In his book ‘When the body says no’ Dr. Gabor Maté proposes seven A’s of healing trauma: Acceptance, Awareness, Anger, Autonomy, Attachment, Assertion, Affirmation.

Acceptance

Acceptance means accepting all part of ourselves

When healing trauma we need to show compassion and curiousity towards ourselves. Especially when we are struggling. It does not mean liking everything we find, only that we look at it without judgement. Healing means becoming whole and so we need to accept all parts of ourselves. We want to meet ourselves with care and empathy.

Awareness

Being aware of what is going on inside physically and emotionally

If we want to be healthy we need to have awareness of our inner selves. That way we can protect from intrusion and stress. Unfortunately, many of us learn to detach from feeling our sensations in the body. Western society favors cognitive and verbal intelligence so body and emotions are often neglected.

Therefore, to heal from trauma we have to (re)gain awareness of our body and emotions. How does my body feel? What does it tell me? What are my signs of stress and exhaustion?

Emotional awareness means feeling what is going on inside and in our relationships. So we need to ask: How are my relationships on a deeper level?
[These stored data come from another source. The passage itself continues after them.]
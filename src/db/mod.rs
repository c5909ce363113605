// =============================================================================
// Persistence Store (C1)
// =============================================================================
//
// A single `rusqlite::Connection` behind `Arc<tokio::sync::Mutex<..>>`, in the
// shape of the teacher's sibling vault (`VaultDb`): one connection, WAL mode,
// `prepare_cached` for hot queries, upserts via `ON CONFLICT DO UPDATE` or
// `INSERT OR REPLACE`. Every table that names an owner enforces the
// multi-tenant filter (spec §4.1: "if owner id is non-null the query must
// filter by it") directly in its accessor methods rather than relying on
// callers to remember.

pub mod models;
pub mod users;
pub mod providers;
pub mod wallets;
pub mod bots;
pub mod positions;
pub mod trades;
pub mod decisions;
pub mod snapshots;
pub mod arena_state;
pub mod history_summary;
pub mod token_usage;
pub mod audit;
pub mod pricing;
pub mod leaderboard;

use std::sync::Arc;

use anyhow::{Context, Result};
use rusqlite::Connection;
use tokio::sync::Mutex;

#[derive(Clone)]
pub struct Db {
    pub(crate) conn: Arc<Mutex<Connection>>,
}

impl Db {
    pub fn open(path: &str) -> Result<Self> {
        let conn = Connection::open(path).context("open persistence store")?;
        conn.pragma_update(None, "journal_mode", "WAL").ok();
        conn.pragma_update(None, "synchronous", "NORMAL").ok();
        conn.pragma_update(None, "foreign_keys", "ON").ok();

        Self::init_schema(&conn)?;

        Ok(Self {
            conn: Arc::new(Mutex::new(conn)),
        })
    }

    fn init_schema(conn: &Connection) -> Result<()> {
        conn.execute_batch(
            "
            CREATE TABLE IF NOT EXISTS users (
                id TEXT PRIMARY KEY,
                username TEXT NOT NULL UNIQUE,
                password_hash TEXT NOT NULL,
                role TEXT NOT NULL,
                active INTEGER NOT NULL DEFAULT 1,
                encryption_salt TEXT NOT NULL,
                recovery_code_hash TEXT,
                created_at TEXT NOT NULL
            );

            CREATE TABLE IF NOT EXISTS providers (
                id TEXT PRIMARY KEY,
                owner_id TEXT NOT NULL REFERENCES users(id),
                name TEXT NOT NULL,
                variant TEXT NOT NULL,
                endpoint_url TEXT NOT NULL,
                model_name TEXT NOT NULL,
                encrypted_api_key TEXT NOT NULL,
                config TEXT NOT NULL,
                active INTEGER NOT NULL DEFAULT 1,
                created_at TEXT NOT NULL
            );
            CREATE INDEX IF NOT EXISTS idx_providers_owner ON providers(owner_id);

            CREATE TABLE IF NOT EXISTS bots (
                id TEXT PRIMARY KEY,
                owner_id TEXT NOT NULL REFERENCES users(id),
                name TEXT NOT NULL,
                system_prompt TEXT NOT NULL,
                provider_id TEXT NOT NULL REFERENCES providers(id),
                mode TEXT NOT NULL,
                active INTEGER NOT NULL DEFAULT 1,
                paused INTEGER NOT NULL DEFAULT 0,
                avatar BLOB,
                allowed_symbols TEXT,
                created_at TEXT NOT NULL
            );
            CREATE INDEX IF NOT EXISTS idx_bots_owner ON bots(owner_id);

            CREATE TABLE IF NOT EXISTS wallets (
                id TEXT PRIMARY KEY,
                owner_id TEXT NOT NULL REFERENCES users(id),
                bot_id TEXT NOT NULL REFERENCES bots(id),
                exchange TEXT NOT NULL,
                encrypted_key TEXT NOT NULL,
                encrypted_secret TEXT NOT NULL,
                address TEXT,
                active INTEGER NOT NULL DEFAULT 1,
                created_at TEXT NOT NULL
            );
            CREATE INDEX IF NOT EXISTS idx_wallets_bot ON wallets(bot_id);

            CREATE TABLE IF NOT EXISTS positions (
                id TEXT PRIMARY KEY,
                owner_id TEXT NOT NULL REFERENCES users(id),
                bot_id TEXT NOT NULL REFERENCES bots(id),
                symbol TEXT NOT NULL,
                side TEXT NOT NULL,
                entry_price REAL NOT NULL,
                size REAL NOT NULL,
                leverage REAL NOT NULL,
                liquidation_price REAL NOT NULL,
                stop_loss REAL,
                take_profit REAL,
                unrealized_pnl REAL NOT NULL DEFAULT 0,
                status TEXT NOT NULL,
                close_reason TEXT,
                opened_at TEXT NOT NULL,
                closed_at TEXT
            );
            CREATE INDEX IF NOT EXISTS idx_positions_status ON positions(status);
            CREATE INDEX IF NOT EXISTS idx_positions_bot ON positions(bot_id);

            CREATE TABLE IF NOT EXISTS trades (
                id TEXT PRIMARY KEY,
                owner_id TEXT NOT NULL REFERENCES users(id),
                bot_id TEXT NOT NULL REFERENCES bots(id),
                position_id TEXT REFERENCES positions(id),
                symbol TEXT NOT NULL,
                side TEXT NOT NULL,
                action TEXT NOT NULL,
                entry_price REAL NOT NULL,
                exit_price REAL,
                size REAL NOT NULL,
                leverage REAL NOT NULL,
                realized_pnl REAL NOT NULL DEFAULT 0,
                fee REAL NOT NULL DEFAULT 0,
                executed_at TEXT NOT NULL
            );
            CREATE INDEX IF NOT EXISTS idx_trades_bot_executed ON trades(bot_id, executed_at);

            CREATE TABLE IF NOT EXISTS decisions (
                id TEXT PRIMARY KEY,
                owner_id TEXT NOT NULL REFERENCES users(id),
                bot_id TEXT NOT NULL REFERENCES bots(id),
                prompt TEXT NOT NULL,
                parsed_decisions TEXT NOT NULL,
                notes TEXT NOT NULL,
                success INTEGER NOT NULL,
                timestamp TEXT NOT NULL
            );
            CREATE INDEX IF NOT EXISTS idx_decisions_bot_ts ON decisions(bot_id, timestamp);

            CREATE TABLE IF NOT EXISTS snapshots (
                id TEXT PRIMARY KEY,
                owner_id TEXT NOT NULL REFERENCES users(id),
                bot_id TEXT NOT NULL REFERENCES bots(id),
                balance REAL NOT NULL,
                unrealized_pnl REAL NOT NULL,
                realized_pnl REAL NOT NULL,
                total_value REAL NOT NULL,
                trade_count INTEGER NOT NULL,
                win_rate REAL NOT NULL,
                timestamp TEXT NOT NULL
            );
            CREATE INDEX IF NOT EXISTS idx_snapshots_bot_ts ON snapshots(bot_id, timestamp);

            CREATE TABLE IF NOT EXISTS history_summaries (
                bot_id TEXT PRIMARY KEY REFERENCES bots(id),
                owner_id TEXT NOT NULL REFERENCES users(id),
                text TEXT NOT NULL,
                summarized_count INTEGER NOT NULL,
                from_timestamp TEXT NOT NULL,
                to_timestamp TEXT NOT NULL,
                generated_at TEXT NOT NULL,
                token_count INTEGER NOT NULL
            );

            CREATE TABLE IF NOT EXISTS token_usage (
                id TEXT PRIMARY KEY,
                owner_id TEXT NOT NULL REFERENCES users(id),
                bot_id TEXT NOT NULL REFERENCES bots(id),
                provider_id TEXT NOT NULL,
                request_kind TEXT NOT NULL,
                input_tokens INTEGER NOT NULL,
                output_tokens INTEGER NOT NULL,
                cost_minor_units INTEGER NOT NULL,
                model TEXT NOT NULL,
                latency_ms INTEGER NOT NULL,
                reported_to_biller INTEGER NOT NULL DEFAULT 0,
                timestamp TEXT NOT NULL
            );
            CREATE INDEX IF NOT EXISTS idx_token_usage_reported_ts ON token_usage(reported_to_biller, timestamp);

            CREATE TABLE IF NOT EXISTS audit_log (
                id TEXT PRIMARY KEY,
                event_type TEXT NOT NULL,
                entity_kind TEXT NOT NULL,
                entity_id TEXT NOT NULL,
                actor_user_id TEXT NOT NULL,
                details TEXT NOT NULL,
                ip TEXT,
                timestamp TEXT NOT NULL
            );
            CREATE INDEX IF NOT EXISTS idx_audit_ts ON audit_log(timestamp);

            CREATE TABLE IF NOT EXISTS arena_state (
                id INTEGER PRIMARY KEY CHECK (id = 1),
                blob TEXT NOT NULL,
                updated_at TEXT NOT NULL
            );

            CREATE TABLE IF NOT EXISTS pricing (
                provider_variant TEXT PRIMARY KEY,
                input_price_per_million REAL NOT NULL,
                output_price_per_million REAL NOT NULL,
                markup_pct REAL NOT NULL
            );

            CREATE TABLE IF NOT EXISTS leaderboard_entries (
                period TEXT NOT NULL,
                rank INTEGER NOT NULL,
                bot_id TEXT NOT NULL,
                owner_id TEXT NOT NULL,
                total_pnl REAL NOT NULL,
                trade_count INTEGER NOT NULL,
                win_rate REAL NOT NULL,
                sharpe REAL NOT NULL,
                max_drawdown REAL NOT NULL,
                computed_at TEXT NOT NULL,
                PRIMARY KEY (period, bot_id)
            );
            ",
        )
        .context("initialize schema")?;
        Ok(())
    }
}

impl Db {
    /// Run `f` inside a single SQLite transaction, committing on `Ok` and
    /// rolling back (by drop) on `Err`. Used by the trading engine to write
    /// position + trade + decision + snapshot atomically (spec §4.1: "all
    /// mutations ... within one bot turn occur in a single transaction").
    pub async fn with_tx<T>(
        &self,
        f: impl FnOnce(&rusqlite::Transaction) -> rusqlite::Result<T>,
    ) -> Result<T> {
        let mut conn = self.conn.lock().await;
        let tx = conn.transaction().context("begin transaction")?;
        let result = f(&tx).context("transaction body")?;
        tx.commit().context("commit transaction")?;
        Ok(result)
    }
}

#[cfg(test)]
pub(crate) fn test_db() -> (Db, tempfile::NamedTempFile) {
    let file = tempfile::NamedTempFile::new().expect("create temp db file");
    let db = Db::open(file.path().to_str().unwrap()).expect("open test db");
    (db, file)
}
Our body and our emotions have their own awareness of what is good for us. In order to become whole we must become aware of our own emotional truth.

Anger

The ability to feel and process anger in our body and being able to express it in a healthy way

Repressed anger is a risk factor for developing disease. Anger is an important emotion because it tells us when our boundaries have been violated or something feels uncomfortable. Anger helps us step up and communicate our needs and boundaries.

Many of us have never learned how to express anger in a healthy way. We either repress it or flare up with rage. But both repression and explosion are unhealthy ways of expressing anger that can damage our health and relationships. How, then, do we express anger in a healthy way?

We need to feel the anger in our body and acknowledge its existence. Then we can think about what has caused the anger. A boundary may have been violated or feelings may have been hurt. If we want, we can manifest the anger by confrontation or dialogue. We can also choose to let it go. The important part is that we have not repressed the emotion.

Autonomy

Development of an internal locus of control

If we want to become healthy we need to become an autonomous person. Illness, physical or mental, is a lifelong history of struggle for self, for individuation. Disease is a question of boundaries. People with the greatest risk of illness are the ones who experienced the most severe intrusion on their boundaries at a young age. This often happens because parents have not been taught healthy boundaries themselves and therefore struggle to establish them with their child.

Without boundaries the parent-child relationship becomes enmeshed. The child has a hard time establishing a sense of self and will likely experience boundary intrusion in their life. This can result in physical or mental health problems.

Boundaries are invisible. They are an internal sense of ‘me’ as an entity separate from others. When healing trauma we need to become autonomous individuals who know what we value, what we want and do not want.

Attachment

The ability to connect with others in a nurturing way

Many people grow up without healthy connections and without the feeling of being loved unconditionally. Lack of connection causes us to shut down and emotionally distance ourselves from others. This has a great cost on our health. We therefore need to regain the ability to be open and vulnerable with others. If we can closely connect to others we are on a good path to healing.

Assertion

The ability to BE without having to do or prove anything

Assertion means being ourselves without feeling that we have to justify our existence. We do not need to prove anything or have others validate us. We do not need to DO in order to BE. Assertion is a positive valuation of our self regardless of our achievements or our history. Every human being has value irrespective of their actions, personality or accomplishments.

Affirmation

Making a positive statement, moving towards something we value

If we want to heal we need to strive for something we value. Two basic values are important to help us heal and remain whole: Our creative self and universe itself.

Our creative self is the part of us that creates something new. That could be anything: art, music, writing, inventions at work, cooking, gardening or crafting something with our hands. The urge to create is part of every human being. Honoring that urge is a healing process in itself. Repressing it deadens our soul.

The second affirmation is our connection with the universe itself. To avoid feeling lonely and cut off we need to feel in contact with the world and with others. Connecting to the universe is a spiritual experience. It is a reminder that we are all part of the universe.